Stored data entries
------------------------------------------------

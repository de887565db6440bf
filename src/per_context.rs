// SPDX-License-Identifier: MIT
//! Eager enrichment variant: trace identifiers are captured at bind time.
//!
//! [`setup`] installs a bare stdout JSON pipeline with no enriching decorator.
//! Instead, [`bind_span_logger`] derives a sub-logger carrying the identifiers
//! of whatever span is active in the context at that moment and binds it into
//! the context. Log calls through that context keep the captured identifiers
//! even if a different span is active later; rebind under the new span to
//! pick it up.

use crate::context::bind_logger;
use crate::level::parse_level;
use crate::logger::{default_logger, set_default, Logger};
use crate::sink::{span_identifiers, JsonSink};
use opentelemetry::Context;
use std::io::{self, Write};

/// Configure the process-wide default logger from a textual level.
///
/// The level is parsed per [`parse_level`](crate::parse_level); unrecognized
/// values fall back to info. Records at or above the threshold are written to
/// standard output as JSON lines. Trace enrichment is not wired here; it
/// happens when a context is bound via [`bind_span_logger`].
///
/// Replaces any previously installed default (last call wins). Call once
/// during startup, before concurrent logging begins.
pub fn setup(level: &str) {
    setup_with_writer(level, Box::new(io::stdout()));
}

// `setup` with the record destination swapped out, so tests can observe the
// installed pipeline.
pub(crate) fn setup_with_writer(level: &str, writer: Box<dyn Write + Send>) {
    let threshold = parse_level(level);
    set_default(Logger::new(JsonSink::with_writer(threshold, writer)));
}

/// Sub-logger of `base` carrying the identifiers of the span active in `cx`.
///
/// When the context's span is invalid or absent, returns a plain clone of
/// `base`; records through it carry no trace fields.
pub fn span_logger(cx: &Context, base: &Logger) -> Logger {
    match span_identifiers(cx) {
        Some((trace_id, span_id)) => {
            base.with_fields(&[("trace_id", trace_id.into()), ("span_id", span_id.into())])
        }
        None => base.clone(),
    }
}

/// Derived context carrying a sub-logger of the process-wide default,
/// enriched with the identifiers of the span active in `cx` right now.
///
/// # Examples
/// ```no_run
/// use opentelemetry::Context;
///
/// ctxlog::per_context::setup("info");
/// let cx = ctxlog::per_context::bind_span_logger(&Context::current());
/// ctxlog::info(&cx, "handling request", &[]);
/// ```
pub fn bind_span_logger(cx: &Context) -> Context {
    bind_logger(cx, span_logger(cx, &default_logger()))
}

------------------------------------------------

▶ _Assigned task_: Would you set down, word for word, the lines from the opening of the entries above through the line with "no enriching decorator.", both included, and no others?

▶ _Reply_:
repository de887565db6440bf
filename src/per_context.rs
// SPDX-License-Identifier: MIT
//! Eager enrichment variant: trace identifiers are captured at bind time.
//!
//! [`setup`] installs a bare stdout JSON pipeline with no enriching decorator.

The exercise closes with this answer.